Про приспособленье тонких улиц я знаю от одного человека, ее ровесника. Назову его Франц. Вместе с Францем я отправилась на Украину, в Донбасс, к тонким улицам. Города, в которых были трудовые лагеря, назывались Днепропетровск, Горловка, Донецк, Енакиево, Кривой Рог. Там в каждом парке стоит танк со Второй мировой, в центре каждого города — Ленин ростом с колокольню, там из-за угля и металлургии при солнечном свете темно как ночью, а вечером на небе светящиеся нити звезд вышивают не Большую и Малую Медведицу, как обычно, а Большой и Малый Танк. Если эта картина не подходит, то Большую и Малую Градирню. Везде пионы — в садах и на рынках в виде букетов. Пион — украинский цветок. Но посреди всех Лениных и танков он кажется советским цветком, ошалелым от той победы. Будто война вчера окончилась или все еще длится, он цветет среди свежеподкрашенных военных машин. Уже десятки лет покраску регулярно подновляют. Всему, что из железа, на Украине пришел конец, везде — от водопроводных кранов до заводских силуэтов — одни проржавелые остовы. А военная машина вся сияет. Глянешь на нее и видишь: это сияет страх перед мирной жизнью. Страна, которой позволили покинуть советскую империю, через добрых шесть десятков лет после войны все еще — мародер победы. Трагедия этой столь необходимой победы над Гитлером в том, что из нее не посмели извлечь никакого урока и она для обычного человека не искупилась ни жизнью в качестве индивидуума, ни личным счастьем. Никто здесь так и не посмел сказать, что можно внешне победить и всю жизнь затем оставаться внутренне сломленным. Государство не спрашивало о том победителей. Оно добивалось истерических победных заклятий, но в дозволенных рамках и под надзором. За заклятиями оно скрывало репрессии. Если кто мародером быть не желал и сохранял в жизни хоть отчасти мирное штатское достоинство — того ждал ГУЛАГ. Издавна пионы — крестьянские цветы с ненавязчивым мягким запахом. Некогда я рассматривала их на зеленом диване, ища поддержки против того голода в глазах. Украинский пион подстерегал сам, ласково розовея или заржавело алея, он становился похож на военный снаряд, на ручную гранату. Духи и динамит — мне и в голову не приходило, что с пионом возможна такая ассоциация. Когда мы с Францем были на Украине, я в наших разговорах про приспособленье тонких улиц о пионе и словом не обмолвилась. Я рада, что пион его пощадил, не попался на глаза. Но он присутствовал во всем, что Франц рассказывал.
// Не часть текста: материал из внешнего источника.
//! Bounded, time-expiring response cache.
//!
//! Entries live in an [`LruCache`], so every read or write moves the entry to
//! the most-recently-used end and inserting into a full cache evicts the
//! least-recently-used one. Expiry is lazy: an entry past its deadline is
//! removed by the read that finds it.

use std::num::NonZeroUsize;
use std::time::Duration;

use lru::LruCache;
use parking_lot::Mutex;
use serde::Serialize;
use sha2::{Digest, Sha256};
use tokio::time::Instant;

use crate::model::{ChatMessage, MessageContent, Role};
use crate::options::EffectiveConfig;

pub const DEFAULT_CAPACITY: usize = 100;

struct CacheEntry<T> {
    value: T,
    expires_at: Instant,
}

impl<T> CacheEntry<T> {
    fn is_expired(&self, now: Instant) -> bool {
        now >= self.expires_at
    }
}

/// Thread-safe LRU cache with per-entry TTL.
pub struct ResponseCache<T> {
    entries: Mutex<LruCache<String, CacheEntry<T>>>,
    default_ttl: Duration,
}

impl<T: Clone> ResponseCache<T> {
    /// Create a cache holding at most `capacity` entries (minimum 1).
    pub fn new(capacity: usize, default_ttl: Duration) -> Self {
        let capacity = NonZeroUsize::new(capacity).unwrap_or(NonZeroUsize::MIN);
        Self {
            entries: Mutex::new(LruCache::new(capacity)),
            default_ttl,
        }
    }

    pub fn get(&self, key: &str) -> Option<T> {
        let mut entries = self.entries.lock();
        let expired = match entries.get(key) {
            Some(entry) if !entry.is_expired(Instant::now()) => return Some(entry.value.clone()),
            Some(_) => true,
            None => false,
        };
        if expired {
            entries.pop(key);
        }
        None
    }

    /// Insert or replace `key`; `ttl` overrides the default time-to-live.
    pub fn set(&self, key: impl Into<String>, value: T, ttl: Option<Duration>) {
        let expires_at = Instant::now() + ttl.unwrap_or(self.default_ttl);
        self.entries
            .lock()
            .put(key.into(), CacheEntry { value, expires_at });
    }

    /// Whether a live entry exists. Does not change recency.
    pub fn has(&self, key: &str) -> bool {
        let mut entries = self.entries.lock();
        let expired = match entries.peek(key) {
            Some(entry) => entry.is_expired(Instant::now()),
            None => return false,
        };
        if expired {
            entries.pop(key);
        }
        !expired
    }

    pub fn delete(&self, key: &str) -> bool {
        self.entries.lock().pop(key).is_some()
    }

    pub fn clear(&self) {
        self.entries.lock().clear();
    }

    /// Number of stored entries, including expired ones not yet read.
    pub fn len(&self) -> usize {
        self.entries.lock().len()
    }

    pub fn is_empty(&self) -> bool {
        self.len() == 0
    }
}

#[derive(Serialize)]
struct FingerprintMessage<'a> {
    role: Role,
    content: &'a MessageContent,
}

// Field order here is the canonical order of the encoding.
#[derive(Serialize)]
struct FingerprintInput<'a> {
    messages: Vec<FingerprintMessage<'a>>,
    model: &'a str,
    temperature: f32,
    max_tokens: u32,
    top_p: f32,
}

/// Cache key for an aggregated request.
///
/// Covers message roles and content plus model, temperature, max tokens and
/// top-p. Serialization goes through fixed-order structs, so the key does not
/// depend on map iteration order.
pub fn fingerprint(messages: &[ChatMessage], config: &EffectiveConfig) -> String {
    let input = FingerprintInput {
        messages: messages
            .iter()
            .map(|m| FingerprintMessage {
                role: m.role,
                content: &m.content,
            })
            .collect(),
        model: &config.model,
        temperature: config.temperature,
        max_tokens: config.max_tokens,
        top_p: config.top_p,
    };

    // Serializing plain structs, strings and numbers cannot fail.
    let encoded = serde_json::to_vec(&input).unwrap_or_default();
    format!("{:x}", Sha256::digest(&encoded))
}
//! Streaming chat example with Ctrl-C cancellation.
//!
//! Run with:
//! ```bash
//! export ASSIST_API_KEY="your-api-key"
//! cargo run --example stream_chat
//! ```

use std::io::Write;

use assist_client::{AssistClient, CancellationToken, ChatMessage, ClientOptions, RequestConfig};
use futures::StreamExt;
use tracing_subscriber::EnvFilter;

#[tokio::main]
async fn main() -> Result<(), Box<dyn std::error::Error>> {
    tracing_subscriber::fmt()
        .with_env_filter(EnvFilter::from_default_env())
        .init();

    let client = AssistClient::new(ClientOptions::from_env())?;

    let cancel = CancellationToken::new();
    let on_interrupt = cancel.clone();
    tokio::spawn(async move {
        if tokio::signal::ctrl_c().await.is_ok() {
            on_interrupt.cancel();
        }
    });

    let messages = vec![ChatMessage::user("Write a haiku about Rust programming.")];
    let config = RequestConfig::new().with_temperature(0.9).with_cancel(cancel);

    let mut stream = client.stream_chat(&messages, &config).await?;
    println!("Streaming request {}...\n", stream.request_id());

    while let Some(chunk) = stream.next().await {
        match chunk {
            Ok(chunk) => {
                if let Some(content) = chunk.content() {
                    print!("{content}");
                    std::io::stdout().flush()?;
                }
                if let Some(usage) = chunk.usage {
                    println!("\n\n=== Usage ===");
                    println!("Prompt tokens: {}", usage.prompt_tokens);
                    println!("Completion tokens: {}", usage.completion_tokens);
                }
                if chunk.is_terminal() {
                    println!("\n\n=== Stream complete ===");
                }
            }
            Err(e) if e.is_aborted() => {
                eprintln!("\nCancelled.");
                break;
            }
            Err(e) => {
                eprintln!("\nError in stream: {e}");
                return Err(e.into());
            }
        }
    }

    Ok(())
}
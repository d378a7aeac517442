//! Registry of in-flight streaming requests.

use std::collections::HashMap;
use std::sync::Arc;

use parking_lot::Mutex;
use tokio_util::sync::CancellationToken;
use tracing::debug;

/// Tracks cancellation tokens of active streams by request id.
///
/// All operations take the same lock, so [`cancel_all`](Self::cancel_all)
/// is atomic with respect to concurrent `register` and `cancel` calls.
#[derive(Debug, Default)]
pub struct RequestRegistry {
    active: Mutex<HashMap<String, CancellationToken>>,
}

impl RequestRegistry {
    pub fn new() -> Self {
        Self::default()
    }

    pub fn register(&self, id: impl Into<String>, token: CancellationToken) {
        self.active.lock().insert(id.into(), token);
    }

    /// Fire the token for `id` and forget it. Returns false for unknown ids.
    pub fn cancel(&self, id: &str) -> bool {
        match self.active.lock().remove(id) {
            Some(token) => {
                token.cancel();
                debug!(request_id = id, "Cancelled request");
                true
            }
            None => false,
        }
    }

    /// Fire every tracked token and empty the registry. Returns how many
    /// requests were cancelled.
    pub fn cancel_all(&self) -> usize {
        let mut active = self.active.lock();
        let count = active.len();
        for (_, token) in active.drain() {
            token.cancel();
        }
        debug!(count, "Cancelled all requests");
        count
    }

    /// Forget `id` without firing its token.
    pub(crate) fn remove(&self, id: &str) -> bool {
        self.active.lock().remove(id).is_some()
    }

    pub fn contains(&self, id: &str) -> bool {
        self.active.lock().contains_key(id)
    }

    pub fn count(&self) -> usize {
        self.active.lock().len()
    }
}

/// Keeps a request registered for as long as it is alive.
///
/// Dropping the guard removes the id, so cleanup happens exactly once on
/// every exit path: completion, error, cancellation or an abandoned stream.
#[derive(Debug)]
pub(crate) struct Registration {
    registry: Arc<RequestRegistry>,
    id: String,
}

impl Registration {
    pub(crate) fn new(registry: Arc<RequestRegistry>, id: String, token: CancellationToken) -> Self {
        registry.register(id.clone(), token);
        Self { registry, id }
    }

    pub(crate) fn id(&self) -> &str {
        &self.id
    }
}

impl Drop for Registration {
    fn drop(&mut self) {
        self.registry.remove(&self.id);
    }
}
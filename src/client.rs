//! The chat client facade.

use std::future::Future;
use std::sync::Arc;
use std::time::Duration;

use reqwest::Response;
use serde::{Deserialize, Serialize};
use serde_json::Value;
use tokio_util::sync::CancellationToken;
use tracing::{debug, info, warn};
use uuid::Uuid;

use crate::cache::{fingerprint, ResponseCache};
use crate::error::ClientError;
use crate::http::{apply_headers, build_http_client, ensure_success};
use crate::model::{ChatMessage, CompletionResponse, ModelInfo};
use crate::options::{ClientOptions, EffectiveConfig, RequestConfig, SecretString};
use crate::pricing;
use crate::registry::{Registration, RequestRegistry};
use crate::retry::execute_with_retry;
use crate::sse::decode_chunks;
use crate::stream::ChatStream;

/// Where the models of a [`ModelCatalog`] came from.
#[derive(Debug, Clone, PartialEq)]
pub enum CatalogSource {
    /// Fetched from the provider's models endpoint.
    Remote,
    /// The endpoint failed; the built-in list was used instead.
    Fallback { reason: String },
}

#[derive(Debug, Clone)]
pub struct ModelCatalog {
    pub models: Vec<ModelInfo>,
    pub source: CatalogSource,
}

impl ModelCatalog {
    pub fn is_fallback(&self) -> bool {
        matches!(self.source, CatalogSource::Fallback { .. })
    }
}

#[derive(Serialize)]
struct ChatRequestBody<'a> {
    model: &'a str,
    messages: &'a [ChatMessage],
    temperature: f32,
    max_tokens: u32,
    top_p: f32,
    frequency_penalty: f32,
    presence_penalty: f32,
    #[serde(skip_serializing_if = "Vec::is_empty")]
    tools: Vec<Value>,
    #[serde(skip_serializing_if = "Option::is_none")]
    tool_choice: Option<Value>,
    stream: bool,
}

impl<'a> ChatRequestBody<'a> {
    fn new(messages: &'a [ChatMessage], config: &'a EffectiveConfig, stream: bool) -> Self {
        Self {
            model: &config.model,
            messages,
            temperature: config.temperature,
            max_tokens: config.max_tokens,
            top_p: config.top_p,
            frequency_penalty: config.frequency_penalty,
            presence_penalty: config.presence_penalty,
            tools: config.tools.iter().map(|t| t.to_wire()).collect(),
            tool_choice: config.tool_choice.as_ref().map(|c| c.to_wire()),
            stream,
        }
    }
}

#[derive(Deserialize)]
struct ModelList {
    data: Vec<ModelInfo>,
}

/// Client for a chat-completions endpoint speaking JSON and SSE.
///
/// Cloning is cheap; clones share the response cache and the registry of
/// active streams.
///
/// # Example
/// ```no_run
/// use assist_client::{AssistClient, ChatMessage, ClientOptions, RequestConfig};
///
/// # async fn run() -> Result<(), assist_client::ClientError> {
/// let client = AssistClient::new(ClientOptions::new("sk-..."))?;
/// let response = client
///     .chat(&[ChatMessage::user("Hello!")], &RequestConfig::default())
///     .await?;
/// println!("{}", response.text().unwrap_or_default());
/// # Ok(())
/// # }
/// ```
#[derive(Clone)]
pub struct AssistClient {
    http: reqwest::Client,
    options: Arc<ClientOptions>,
    cache: Arc<ResponseCache<CompletionResponse>>,
    registry: Arc<RequestRegistry>,
}

impl AssistClient {
    pub fn new(options: ClientOptions) -> Result<Self, ClientError> {
        let http = build_http_client(&options.transport)?;
        let cache = ResponseCache::new(options.cache.capacity, options.cache.ttl);
        Ok(Self {
            http,
            options: Arc::new(options),
            cache: Arc::new(cache),
            registry: Arc::new(RequestRegistry::new()),
        })
    }

    pub fn options(&self) -> &ClientOptions {
        &self.options
    }

    /// Send a chat request and return the aggregated response.
    ///
    /// Identical requests are served from the cache while their entry is
    /// live. Transport failures, 429 and 5xx responses are retried with
    /// exponential backoff; the whole call is bounded by the transport
    /// timeout and by `config.cancel`.
    pub async fn chat(
        &self,
        messages: &[ChatMessage],
        config: &RequestConfig,
    ) -> Result<CompletionResponse, ClientError> {
        let api_key = self.api_key()?;
        validate_messages(messages)?;
        let effective = config.resolve(&self.options.defaults);

        let cache_key = (self.options.cache.enabled && !effective.stream)
            .then(|| fingerprint(messages, &effective));
        if let Some(key) = &cache_key {
            if let Some(hit) = self.cache.get(key) {
                debug!(model = %effective.model, "Serving chat response from cache");
                return Ok(hit);
            }
        }

        let body = ChatRequestBody::new(messages, &effective, false);
        let cancel = merged_token(config.cancel.as_ref());
        debug!(model = %effective.model, messages = messages.len(), "Dispatching chat request");

        let body = &body;
        let response = with_cancellation(
            &cancel,
            self.options.transport.timeout,
            execute_with_retry(&self.options.retry, || async move {
                let response = self.post_chat(api_key, body).await?;
                let bytes = response.bytes().await?;
                Ok(serde_json::from_slice::<CompletionResponse>(&bytes)?)
            }),
        )
        .await?;

        if let Some(key) = cache_key {
            self.cache.set(key, response.clone(), None);
        }
        Ok(response)
    }

    /// Send a streaming chat request.
    ///
    /// Resolves once the provider has accepted the request; a non-2xx answer
    /// is returned as an error without decoding anything. The request is
    /// registered under [`ChatStream::request_id`] until the stream ends or
    /// is dropped.
    pub async fn stream_chat(
        &self,
        messages: &[ChatMessage],
        config: &RequestConfig,
    ) -> Result<ChatStream, ClientError> {
        let api_key = self.api_key()?;
        validate_messages(messages)?;
        let effective = config.resolve(&self.options.defaults);

        let request_id = Uuid::new_v4().to_string();
        let cancel = merged_token(config.cancel.as_ref());
        let registration = Registration::new(self.registry.clone(), request_id.clone(), cancel.clone());

        let body = ChatRequestBody::new(messages, &effective, true);
        debug!(request_id = %request_id, model = %effective.model, "Dispatching streaming chat request");

        let body = &body;
        let response = with_cancellation(
            &cancel,
            self.options.transport.timeout,
            execute_with_retry(&self.options.retry, || async move { self.post_chat(api_key, body).await }),
        )
        .await?;

        Ok(ChatStream::new(
            decode_chunks(response.bytes_stream()),
            cancel,
            registration,
        ))
    }

    /// Cancel one active stream. Returns false if the id is unknown.
    pub fn cancel_request(&self, request_id: &str) -> bool {
        self.registry.cancel(request_id)
    }

    /// Cancel every active stream; returns how many were cancelled.
    pub fn cancel_all_requests(&self) -> usize {
        let count = self.registry.cancel_all();
        if count > 0 {
            info!(count, "Cancelled all active requests");
        }
        count
    }

    pub fn active_requests(&self) -> usize {
        self.registry.count()
    }

    /// Estimated USD cost of a call; zero for unknown models.
    pub fn estimate_cost(&self, model: &str, input_tokens: u32, output_tokens: u32) -> f64 {
        pricing::estimate_cost(model, input_tokens, output_tokens)
    }

    /// Fetch the provider's model list.
    pub async fn list_models(&self) -> Result<Vec<ModelInfo>, ClientError> {
        let api_key = self.options.api_key.as_ref();
        let url = self.endpoint("models");
        let url = &url;

        with_cancellation(
            &CancellationToken::new(),
            self.options.transport.timeout,
            execute_with_retry(&self.options.retry, || async move {
                let request = apply_headers(self.http.get(url), api_key, &self.options.transport, false);
                let response = ensure_success(request.send().await?).await?;
                let bytes = response.bytes().await?;
                Ok(serde_json::from_slice::<ModelList>(&bytes)?.data)
            }),
        )
        .await
    }

    /// Model list that never fails.
    ///
    /// When the models endpoint cannot be reached or decoded, the built-in
    /// list is returned and the catalog is marked as a fallback carrying the
    /// reason, so degraded data is never mistaken for a live answer.
    pub async fn models_catalog(&self) -> ModelCatalog {
        match self.list_models().await {
            Ok(models) => ModelCatalog {
                models,
                source: CatalogSource::Remote,
            },
            Err(error) => {
                warn!(error = %error, "Model list unavailable, using built-in catalog");
                ModelCatalog {
                    models: pricing::builtin_models(),
                    source: CatalogSource::Fallback {
                        reason: error.to_string(),
                    },
                }
            }
        }
    }

    pub fn clear_cache(&self) {
        self.cache.clear();
    }

    pub fn cached_responses(&self) -> usize {
        self.cache.len()
    }

    fn api_key(&self) -> Result<&SecretString, ClientError> {
        self.options
            .api_key
            .as_ref()
            .filter(|key| !key.expose_secret().is_empty())
            .ok_or_else(|| ClientError::Configuration("API key is required".to_string()))
    }

    fn endpoint(&self, path: &str) -> String {
        format!("{}/{}", self.options.transport.base_url.trim_end_matches('/'), path)
    }

    async fn post_chat(&self, api_key: &SecretString, body: &ChatRequestBody<'_>) -> Result<Response, ClientError> {
        let request = apply_headers(
            self.http.post(self.endpoint("chat/completions")),
            Some(api_key),
            &self.options.transport,
            body.stream,
        );
        let response = request.json(body).send().await?;
        ensure_success(response).await
    }
}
В 1945 году Францу было семнадцать лет. Буржуазная семья, отец — учитель черчения, коллекционировал рейсфедеры, в доме была даже рейсфедерная комната. Мать играла на гитаре, носила элегантные бальные платья и собирала кофейные чашечки с золотым ободком. Ни одного чемодана в хозяйстве. Когда Францу перед депортацией пришлось собирать вещи, он распотрошил патефон в устланном бархатом ящике и заткнул пробкой отверстие, куда вставлялась ручка для завода. Он поехал в лагерь с ящиком от патефона. Поехал в городском прадедовском пальто, в кожаных гамашах, одолженных у соседа, чтобы было тепло икрам. На шее бордовый, с матовым отливом, шелковый шарф в клетку, который он вскоре спустит за три ломтя хлеба. Весь этот маскарад, что в патефонном ящике и что на нем, окажется там, куда он попадет, всего лишь дурацкой импровизацией. Можно ли, собирая дома вещи в дорогу, представить себе пять лет в лагере? Как в панике последних минут размеренного бытия в маленьком городке подготовиться к тому, что твоя жизнь рухнет? Можно как угодно собираться в дорогу, но не запасешься всем, что понадобится в нулевой точке существования. Франц и сегодня нежно называет хронический голод ГОЛОДОАНГЕЛОМ. А самую удобную угольную лопату, изогнутую и сходящуюся к концу острием, называет СЕРДЦЕЛОПАТКОЙ. Печи и градирни с белыми дымами над ними и пляшущими желтыми огнями, ставшие за пять лет привычными ориентирами для глаза, он называет SKYLINE и при этом сравнивает чуждость и покинутость, вывернутые в чувство родины, со страною детства, с очертаниями Карпат. В производимой строго по часам загрузке и разгрузке печи, в белых дымах и огненно-желтых вспышках была навязчиво повторяемая пунктуальность будильника в бабушкиной сумке. Расцветка неба подавляла и оберегала. Различие между ПОДАВЛЯЕМЫМ и ОБЕРЕГАЕМЫМ снова оказывалось стертым.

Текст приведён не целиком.